Il a également rapporté que Sanz Roldn lui avait dit qu’il avait engagé une société de sécurité pour sa protection à Mnaco et qu’ils lui avaient demandé l’autorisation de retirer des documents de sa maison (une vingtaine de cartons) et de son bureau, ainsi que pour une opération de balayage. microphones qui devraient durer cinq jours. Elle a refusé. « Il a été présenté comme une opération pour me protéger de paparazzimais ce n’était vraiment rien de tout ça, c’était de la fumée […] Il était méfiant. « 

Dans sa déposition ultérieure en tant que témoin, Sanz Roldn a nié les menaces. «Je n’ai jamais menacé une femme et un enfant», a-t-il déclaré.

Le procès, comme toujours

Avant Larsen, l’accusé a déclaré qu’il avait confirmé que lors de leurs réunions à Londres, l’ami du roi lui avait dit que Sanz Roldn l’avait menacée. «Mme Corinna Larsen était vraiment terrifiée», a-t-il dit aux questions du procureur.

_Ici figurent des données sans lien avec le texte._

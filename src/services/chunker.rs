//! Paragraph-bounded text chunking for knowledge-base ingestion.

/// Default maximum chunk length in characters.
pub const DEFAULT_CHUNK_SIZE: usize = 1000;

/// Splits text into chunks of at most `chunk_size` characters.
///
/// Paragraphs (separated by blank lines) are packed together while they fit.
/// A paragraph longer than the limit is cut at the last sentence boundary
/// inside the window, or hard-cut when there is none.
#[derive(Debug, Clone, Copy)]
pub struct Chunker {
    chunk_size: usize,
}

impl Default for Chunker {
    fn default() -> Self {
        Self::new(DEFAULT_CHUNK_SIZE)
    }
}

impl Chunker {
    /// Chunker aiming at `chunk_size` characters per chunk (at least 1).
    pub fn new(chunk_size: usize) -> Self {
        Self {
            chunk_size: chunk_size.max(1),
        }
    }

    /// Split `text` into paragraph-packed chunks, in order.
    pub fn chunk(&self, text: &str) -> Vec<String> {
        let mut chunks = Vec::new();
        let mut current = String::new();

        for paragraph in paragraphs(text) {
            for piece in self.split_long(&paragraph) {
                let needed = if current.is_empty() {
                    piece.chars().count()
                } else {
                    current.chars().count() + 2 + piece.chars().count()
                };
                if needed > self.chunk_size && !current.is_empty() {
                    chunks.push(std::mem::take(&mut current));
                }
                if !current.is_empty() {
                    current.push_str("\n\n");
                }
                current.push_str(&piece);
            }
        }

        if !current.is_empty() {
            chunks.push(current);
        }
        chunks
    }

    fn split_long(&self, paragraph: &str) -> Vec<String> {
        let mut pieces = Vec::new();
        let mut rest: &str = paragraph;

        while rest.chars().count() > self.chunk_size {
            let window_end = rest
                .char_indices()
                .nth(self.chunk_size)
                .map_or(rest.len(), |(index, _)| index);
            let window = &rest[..window_end];
            let cut = snap_to_boundary(window).unwrap_or(window_end);

            pieces.push(rest[..cut].trim().to_string());
            rest = rest[cut..].trim_start();
        }

        if !rest.trim().is_empty() {
            pieces.push(rest.trim().to_string());
        }
        pieces.retain(|piece| !piece.is_empty());
        pieces
    }
}

fn paragraphs(text: &str) -> Vec<String> {
    let mut paragraphs = Vec::new();
    let mut current: Vec<&str> = Vec::new();

    for line in text.lines() {
        if line.trim().is_empty() {
            if !current.is_empty() {
                paragraphs.push(current.join("\n"));
                current.clear();
            }
        } else {
            current.push(line);
        }
    }
    if !current.is_empty() {
        paragraphs.push(current.join("\n"));
    }
    paragraphs
}

/// Byte offset just after the last sentence boundary (., !, ?, \n) in `text`.
fn snap_to_boundary(text: &str) -> Option<usize> {
    let boundaries = ['.', '!', '?', '\n'];

    text.char_indices()
        .rev()
        .find(|(_, c)| boundaries.contains(c))
        .map(|(i, c)| i + c.len_utf8())
}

Villarejo a ajouté qu’il s’était rendu à Londres pour la rencontrer parce que le CNI le lui avait demandé. « J’ai eu une réunion avec le CNI et ils m’ont dit qu’il était très important de récupérer des documents importants pour la sécurité de l’Etat. J’ai essayé de la convaincre, de la séduire, de la tromper, car c’était mon travail. Je pense que je gagnais sa confiance. » Lors de ces conversations, Larsen lui a dit qu’elle se sentait menacée.

Quant à l’accusation portée contre lui pour fausse plainte, Villarejo a expliqué qu’il avait porté plainte contre Sanz Roldn car il ne pouvait s’agir que d’une personne sous ses ordres qui aurait divulgué à la presse une photo de lui lors d’une opération antiterroriste, ce qu’il considérait comme un crime.

Au début du procès, le chef du tribunal correctionnel n ° 8 de Madrid a rejeté la demande de l’avocat de Villarejo tendant à ce que l’accusé soit lui-même celui qui procède directement aux interrogatoires, en particulier celui de l’ancien directeur du CNI.

L’avocat Jos Antonio Garca Cabrera a indiqué que la Convention européenne des droits de l’homme reconnaît ce droit, auquel s’ajoute le statut d’avocat de Villarejo. Le parquet et le procureur de la République – qui agissent au nom de la CNI – s’y sont opposés et le juge l’a rejetée, rappelant que la norme prévoit également un interrogatoire par l’intermédiaire de leur avocat.

De même, le juge a rejeté la demande de modification de l’ordre habituel des interrogatoires et l’accusé déclare le dernier et non le premier. La nouvelle loi de procédure pénale, qui est en cours d’élaboration en tant que telle, le prévoit, bien que le juge ait indiqué que le procès se déroulerait «comme ils ont tous eu lieu», dans l’ordre habituel.